Developers at this weekend's GLAMCamp NYC
http://meta.wikimedia.org/wiki/GLAMcamp_NYC
are developing a data-munging tool, based on pywikipediabot, to aid in mass uploads. They'll be hacking on it in sprints this weekend, starting 11am-12:30pm NYC time tomorrow, Saturday the 21st. Join them in person, or in #glamwiki on Freenode.
See notes from today's preliminary session:
http://etherpad.wikimedia.org/GLAMcampNYC-ut
Summary, I believe by Maarten Zeinstra:
There is a Python library (pywikipediabot) where many of Maarten's bots are derived from[1]. The desired outcome of this session is that we're turning ita library that functions as a black box for uploading data to Wikimedia Commons. This library will have one external function "put(metadata, configuration). It also needs to include a function to check for duplicates.
configuration wll be a dictionary that holds the following keys:
- configurationTemplate, holds URL to configuration template
- configurationTitleTemplate, holds configuration of Title Template
- sourceKey, holds the key of the metadata dict that indicate the url
of the source
An extra module will be written to ingest different formats and offer its metadata as dictionary in key-value format (metadata in put(); ). This module can be GUI-ed. Written as a base class with can be subclassed or extended, to enable different standards.

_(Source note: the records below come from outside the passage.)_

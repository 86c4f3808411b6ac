//! ChartPoller - fetches one device on a fixed interval for the chart view
//!
//! ## Message Flow
//!
//! ```text
//! Timer tick → fetch → Some(reading) → reading channel → chart view
//!     ↑                 None → skipped
//!     └─── Commands (PollNow, Shutdown)
//! ```
//!
//! The poller stops on `Shutdown` or once the chart view has dropped the
//! receiving end of the reading channel.

use std::sync::Arc;
use std::time::Duration;

use anyhow::{Context, Result};
use tokio::sync::{mpsc, oneshot};
use tokio::time::{MissedTickBehavior, interval};
use tracing::{debug, instrument, trace};

use crate::{MinerInfo, fetcher::TelemetrySource};

/// Default chart refresh interval
pub const DEFAULT_INTERVAL: Duration = Duration::from_secs(1);

/// Shortest interval the poller will tick at
const MIN_INTERVAL: Duration = Duration::from_millis(1);

#[derive(Debug)]
pub enum PollerCommand {
    /// Fetch immediately; responds with whether a reading was forwarded
    PollNow { respond_to: oneshot::Sender<bool> },

    /// Stop polling
    Shutdown,
}

pub struct ChartPoller {
    source: Arc<dyn TelemetrySource>,

    address: String,

    interval_duration: Duration,

    command_rx: mpsc::Receiver<PollerCommand>,

    reading_tx: mpsc::Sender<MinerInfo>,
}

impl ChartPoller {
    pub fn new(
        source: Arc<dyn TelemetrySource>,
        address: String,
        interval_duration: Duration,
        command_rx: mpsc::Receiver<PollerCommand>,
        reading_tx: mpsc::Sender<MinerInfo>,
    ) -> Self {
        Self {
            source,
            address,
            interval_duration: interval_duration.max(MIN_INTERVAL),
            command_rx,
            reading_tx,
        }
    }

    #[instrument(skip(self), fields(device = %self.address))]
    pub async fn run(mut self) {
        debug!("starting chart poller");

        let mut ticker = interval(self.interval_duration);
        ticker.set_missed_tick_behavior(MissedTickBehavior::Delay);

        loop {
            tokio::select! {
                _ = ticker.tick() => {
                    if !self.poll().await && self.reading_tx.is_closed() {
                        debug!("chart view closed");
                        break;
                    }
                }

                Some(cmd) = self.command_rx.recv() => {
                    match cmd {
                        PollerCommand::PollNow { respond_to } => {
                            let forwarded = self.poll().await;
                            let _ = respond_to.send(forwarded);
                        }

                        PollerCommand::Shutdown => {
                            debug!("received shutdown command");
                            break;
                        }
                    }
                }

                else => {
                    debug!("command channel closed, shutting down");
                    break;
                }
            }
        }

        debug!("chart poller stopped");
    }

    /// Fetch once and forward the reading. Failed fetches are skipped.
    async fn poll(&self) -> bool {
        let Some(reading) = self.source.fetch(&self.address).await else {
            trace!("no reading this tick");
            return false;
        };

        self.reading_tx.send(reading).await.is_ok()
    }
}

/// Handle for controlling a [`ChartPoller`]
#[derive(Clone)]
pub struct PollerHandle {
    sender: mpsc::Sender<PollerCommand>,
}

impl PollerHandle {
    /// Spawn a poller for `address`, forwarding readings to `reading_tx`.
    pub fn spawn(
        source: Arc<dyn TelemetrySource>,
        address: String,
        interval_duration: Duration,
        reading_tx: mpsc::Sender<MinerInfo>,
    ) -> Self {
        let (cmd_tx, cmd_rx) = mpsc::channel(8);

        let poller = ChartPoller::new(source, address, interval_duration, cmd_rx, reading_tx);
        tokio::spawn(poller.run());

        Self { sender: cmd_tx }
    }

    /// Fetch immediately, bypassing the interval timer
    pub async fn poll_now(&self) -> Result<bool> {
        let (tx, rx) = oneshot::channel();
        self.sender
            .send(PollerCommand::PollNow { respond_to: tx })
            .await
            .context("failed to send PollNow command")?;

        rx.await.context("failed to receive response")
    }

    pub async fn shutdown(&self) -> Result<()> {
        self.sender
            .send(PollerCommand::Shutdown)
            .await
            .context("failed to send Shutdown command")?;
        Ok(())
    }
}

[1] https://fisheye.toolserver.org/browse/multichill/bot/Europeana/Europeana_upl...
The Etherpad also describes the work they're going to do:
We are going to make 3 modules
- Upload module
MaartenD is going to make a function put(metadata, configuration); with metadata as a dict (python for associative array) add duplicate checker
- Conversion module / interface module
Make a metadata conversion module that ingests CVSs/OAI-PMH and converts to internal dict format add a GUI that create the 2 dicts necessary (metadata, configuration)
- Develop a configuration standard as an array of keys for a dict.
draft of standard: configurationTemplate: holds template url ConfigurationTitleTemplate
Hope this is a productive weekend and we come out of it with something useful!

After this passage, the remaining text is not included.